In the heart of Ireland, researchers are exploring innovative ways to boost strawberry yields and combat diseases without relying heavily on chemical pesticides. Daniela Costa, a leading figure from the Horticulture Development Department at Teagasc in Dublin, has been at the forefront of this investigation, delving into the potential of silicon-based biostimulants. Her latest findings, published in the Journal of Sustainable Agriculture and Environment (Journal of Sustainable Agriculture and the Environment), offer a glimpse into a future where strawberry farming could be more sustainable and environmentally friendly.
Costa’s research focuses on the use of silicon-based biostimulants, a promising alternative to traditional pesticides. These biostimulants are designed to enhance crop growth and quality, potentially reducing the need for chemical interventions. The study, conducted across three commercial-style trials in glasshouse and polytunnel environments, evaluated different silicon-based biostimulant products and application methods against standard and reduced pesticide programs.
The results, while varied, provide valuable insights. “We found that the growing system had a major effect on strawberry production where biostimulants are used,” Costa explains. “The positive effects of biostimulant use were only noted in the polytunnel system.” This suggests that the effectiveness of silicon-based biostimulants may be influenced by the growing environment, a factor that could significantly impact commercial applications.
The trials revealed that while certain parameters, such as total weight and total yield, responded positively to silicon-based biostimulant application, these improvements were not consistent across all trials. Moreover, the overall yield increases did not translate into higher marketable yields. This inconsistency highlights the need for further research to optimize the use of biostimulants in different growing conditions.
One of the most critical aspects of the study was the comparison of biostimulants with traditional pesticides in disease control. The results were clear: pesticides remain more effective than biostimulants in reducing the incidence of fungal diseases like grey mould and powdery mildew.
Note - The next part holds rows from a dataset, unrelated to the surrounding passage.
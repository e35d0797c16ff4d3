// Copyright (C) 2025 FZI Forschungszentrum Informatik
// SPDX-License-Identifier: Apache-2.0
//! Target access related error types and traits

use alloc::boxed::Box;
use core::fmt;

/// Error types that can report an unmapped address
///
/// Combinators such as [`Option`] or [`Offset`][super::Offset] need to fail
/// accesses they cannot forward.
pub trait Miss: MaybeMiss {
    /// Report that nothing is mapped at `address`
    fn miss(address: u64) -> Self;
}

impl<T, E: Miss> Miss for Result<T, E> {
    fn miss(address: u64) -> Self {
        Err(<E as Miss>::miss(address))
    }
}

impl Miss for Box<dyn MaybeMissError> {
    fn miss(address: u64) -> Self {
        Box::new(Unmapped(address))
    }
}

/// Distinguishes unmapped addresses from other access failures
///
/// Target memory is usually assembled from pieces: the program image, a
/// stack buffer, a debug probe. Only an unmapped address lets a combinator
/// try the next piece.
pub trait MaybeMiss {
    /// Whether the access failed because the address is not mapped
    fn is_miss(&self) -> bool;
}

impl<T, E: MaybeMiss> MaybeMiss for Result<T, E> {
    fn is_miss(&self) -> bool {
        match self {
            Ok(_) => false,
            Err(e) => e.is_miss(),
        }
    }
}

impl<E: MaybeMiss + ?Sized> MaybeMiss for Box<E> {
    fn is_miss(&self) -> bool {
        E::is_miss(self.as_ref())
    }
}

#[cfg(feature = "either")]
impl<L: MaybeMiss, R: MaybeMiss> MaybeMiss for either::Either<L, R> {
    fn is_miss(&self) -> bool {
        either::for_both!(self, e => e.is_miss())
    }
}

/// Error type of [boxed][super::Memory::boxed] memories
pub trait MaybeMissError: MaybeMiss + core::error::Error + Sync + Send {}

impl<T: MaybeMiss + core::error::Error + Sync + Send + ?Sized> MaybeMissError for T {}

/// Access errors of [`Segment`][super::basic::Segment]s
#[derive(Copy, Clone, Debug, PartialEq, Eq)]
pub enum SegmentError {
    /// The access is not contained in the segment
    AddressNotCovered,
    /// An offset into the segment does not fit a `usize`
    ExceededHostUSize(core::num::TryFromIntError),
    /// Write to an immutable segment
    ReadOnly,
}

impl Miss for SegmentError {
    fn miss(_: u64) -> Self {
        Self::AddressNotCovered
    }
}

impl MaybeMiss for SegmentError {
    fn is_miss(&self) -> bool {
        matches!(self, Self::AddressNotCovered)
    }
}

impl core::error::Error for SegmentError {
    fn source(&self) -> Option<&(dyn core::error::Error + 'static)> {
        match self {
            Self::ExceededHostUSize(e) => Some(e),
            _ => None,
        }
    }
}

impl fmt::Display for SegmentError {
    fn fmt(&self, f: &mut fmt::Formatter<'_>) -> fmt::Result {
        match self {
            Self::AddressNotCovered => write!(f, "Access outside of segment"),
            Self::ExceededHostUSize(_) => write!(f, "Segment offset exceeds host usize"),
            Self::ReadOnly => write!(f, "Memory is read-only"),
        }
    }
}

/// Nothing is mapped at the contained address
#[derive(Copy, Clone, Debug, PartialEq, Eq)]
pub struct Unmapped(pub u64);

impl Miss for Unmapped {
    fn miss(address: u64) -> Self {
        Unmapped(address)
    }
}

impl MaybeMiss for Unmapped {
    fn is_miss(&self) -> bool {
        true
    }
}

impl core::error::Error for Unmapped {}

impl fmt::Display for Unmapped {
    fn fmt(&self, f: &mut fmt::Formatter<'_>) -> fmt::Result {
        write!(f, "No memory mapped at {:#x}", self.0)
    }
}
// Copyright (C) 2025 FZI Forschungszentrum Informatik
// SPDX-License-Identifier: Apache-2.0
#![allow(clippy::unusual_byte_groupings)]


use super::*;

use decode::{Decode, Decoder};
use format::{TypeB, TypeI, TypeJ, TypeP, TypeR, TypeS, TypeU};

#[test]
fn type_r() {
    assert_eq!(
        TypeR::from(0x00000f80u32),
        TypeR {
            rd: 0x1f,
            rs1: 0x00,
            rs2: 0x00,
        },
    );
    assert_eq!(
        TypeR::from(0x000f8000u32),
        TypeR {
            rd: 0x00,
            rs1: 0x1f,
            rs2: 0x00,
        },
    );
    assert_eq!(
        TypeR::from(0x01f00000u32),
        TypeR {
            rd: 0x00,
            rs1: 0x00,
            rs2: 0x1f,
        },
    );
}

#[test]
fn type_i() {
    assert_eq!(
        TypeI::from(0x7ff00f80u32),
        TypeI {
            rd: 0x1f,
            rs1: 0x00,
            imm: 0x7ff,
        },
    );
    assert_eq!(
        TypeI::from(0xfff00000u32),
        TypeI {
            rd: 0x00,
            rs1: 0x00,
            imm: -1,
        },
    );
    assert_eq!(
        TypeI {
            rd: 2,
            rs1: 2,
            imm: -32,
        }
        .encode()
            | 0x13,
        0xfe010113,
    );
}

#[test]
fn type_s() {
    assert_eq!(
        TypeS::from(0x00000f80u32),
        TypeS {
            rs1: 0x00,
            rs2: 0x00,
            imm: 0x01f,
        },
    );
    assert_eq!(
        TypeS::from(0xfe000000u32),
        TypeS {
            rs1: 0x00,
            rs2: 0x00,
            imm: -0x020,
        },
    );
    assert_eq!(
        TypeS {
            rs1: 2,
            rs2: 1,
            imm: 24,
        }
        .encode()
            | 0x3023,
        0x00113c23,
    );
}

#[test]
fn type_b() {
    assert_eq!(
        TypeB::from(0x00000f00u32),
        TypeB {
            rs1: 0x00,
            rs2: 0x00,
            imm: 0x001e,
        },
    );
    assert_eq!(
        TypeB::from(0x00000080u32),
        TypeB {
            rs1: 0x00,
            rs2: 0x00,
            imm: 0x0800,
        },
    );
    assert_eq!(
        TypeB::from(0x80000000u32),
        TypeB {
            rs1: 0x00,
            rs2: 0x00,
            imm: -0x1000,
        },
    );
    let b = TypeB {
        rs1: 12,
        rs2: 3,
        imm: -3402,
    };
    assert_eq!(TypeB::from(b.encode()), b);
}

#[test]
fn type_u() {
    assert_eq!(
        TypeU::from(0xfffff000u32),
        TypeU {
            rd: 0x00,
            imm: -0x00001000,
        },
    );
    assert_eq!(
        TypeU {
            rd: 13,
            imm: -223662080,
        }
        .encode()
            | 0x17,
        0xf2ab3697,
    );
}

#[test]
fn type_j() {
    assert_eq!(
        TypeJ::from(0x1030d66fu32),
        TypeJ {
            rd: 12,
            imm: 55554,
        },
    );
    let j = TypeJ {
        rd: 1,
        imm: -1048576,
    };
    assert_eq!(TypeJ::from(j.encode()), j);
}

#[test]
fn type_p() {
    let p = TypeP::from(0xb8f2u16);
    assert_eq!(p, TypeP { rlist: 15, spimm: 0 });
    assert_eq!(p.registers(), &[1, 8, 9, 18, 19, 20, 21, 22, 23, 24, 25, 26, 27]);
    assert_eq!(p.stack_adjustment(4), 64);
    assert_eq!(p.stack_adjustment(8), 112);

    let p = TypeP { rlist: 5, spimm: 1 };
    assert_eq!(p.registers(), &[1, 8]);
    assert_eq!(p.stack_adjustment(4), 32);
    assert_eq!(p.stack_adjustment(8), 32);
    assert_eq!(TypeP::from(p.encode()), p);

    assert!(TypeP { rlist: 3, spimm: 0 }.registers().is_empty());
}

macro_rules! size_test {
    ($n:ident, $b:literal, $s:expr) => {
        #[test]
        fn $n() {
            assert_eq!(Size::from_low_byte($b), $s);
        }
    };
}

size_test!(size_compressed, 0b000_00_01, Size::Compressed);
size_test!(size_normal, 0b000_11_11, Size::Normal);
size_test!(size_wide, 0b001_11_11, Size::Wide);
size_test!(size_extra_wide, 0b011_11_11, Size::ExtraWide);
size_test!(size_unsupported, 0b111_11_11, Size::Compressed);

#[test]
fn bits_extract() {
    let data = [0x01, 0x11, 0x13, 0x01, 0x01, 0xfe, 0x5f];
    let (bits, rest) = bits::Bits::extract(&data).expect("No bits");
    assert_eq!(bits, bits::Bits::Bit16(0x1101));
    let (bits, rest) = bits::Bits::extract(rest).expect("No bits");
    assert_eq!(bits, bits::Bits::Bit32(0xfe010113));
    assert_eq!(bits::Bits::extract(rest), None);
}

#[test]
fn bits_write() {
    let mut buf = [0u8; 4];
    assert_eq!(bits::Bits::Bit16(0x9002).write_le_bytes(&mut buf), Some(2));
    assert_eq!(buf, [0x02, 0x90, 0, 0]);
    assert_eq!(bits::Bits::Bit32(0x00100073).write_le_bytes(&mut buf), Some(4));
    assert_eq!(buf, [0x73, 0x00, 0x10, 0x00]);
    assert_eq!(bits::Bits::Bit48(0).write_le_bytes(&mut buf), None);
}

#[test]
fn fetch() {
    let decoder = Decoder::new(8);
    let mut memory =
        crate::target::from_segment(b"\x13\x01\x01\xfe\x82\x80\x13").with_offset(0x100);
    assert_eq!(
        Instruction::fetch(&mut memory, 0x100, &decoder),
        Ok(Instruction::new(
            Size::Normal,
            Opcode::Addi,
            Operands::I(TypeI {
                rd: 2,
                rs1: 2,
                imm: -32,
            }),
        )),
    );
    let ret = Instruction::fetch(&mut memory, 0x104, &decoder).expect("Could not fetch");
    assert!(ret.is_return());
    assert_eq!(ret.size, Size::Compressed);
    assert!(Instruction::fetch(&mut memory, 0x106, &decoder).is_err());
}

#[test]
fn classification() {
    let decoder = Decoder::new(4);
    let call = decoder.decode_32(0x008000ef);
    assert!(call.is_call());
    assert!(call.is_control_transfer());
    assert_eq!(call.branch_target(0x1000), Some(0x1008));

    let branch = decoder.decode_32(0xaa360b63);
    assert!(!branch.is_call());
    assert_eq!(branch.branch_target(0x2000), Some(0x2000 - 3402));

    let nop = decoder.decode_16(0x0001);
    assert!(nop.is_nop());
    assert!(!nop.is_control_transfer());
    assert!(decoder.decode_32(0x00000013).is_nop());

    let jr = decoder.decode_16(0x8602);
    assert!(jr.is_control_transfer());
    assert!(!jr.is_return());
    assert_eq!(jr.branch_target(0x1000), None);
}

#[test]
fn display() {
    let decoder = Decoder::new(8);
    assert_eq!(
        alloc::format!("{}", decoder.decode_32(0xfe010113)),
        "addi x2, x2, -32"
    );
    assert_eq!(
        alloc::format!("{}", decoder.decode_16(0xec06)),
        "sd x1, 24(x2)"
    );
}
This finding underscores the ongoing challenge of finding sustainable alternatives to chemical pesticides that can match their efficacy.
Despite these challenges, Costa’s work is a significant step forward in the quest for more sustainable agricultural practices. “This research expands our understanding of the effectiveness of silicon biostimulants in strawberry production and disease management,” she notes. The insights gained from this study could pave the way for future developments in the field, potentially leading to more environmentally friendly and economically viable farming practices.
As the agricultural industry continues to seek sustainable solutions, the role of biostimulants in crop production and disease management will likely become increasingly important. Costa’s research, published in the Journal of Sustainable Agriculture and the Environment, provides a foundation for further exploration and innovation. By understanding the nuances of biostimulant use, farmers and researchers can work towards a future where strawberry farming is not only productive but also environmentally responsible. The journey towards sustainable agriculture is complex, but with each study like Costa’s, we move one step closer to a greener, more resilient future.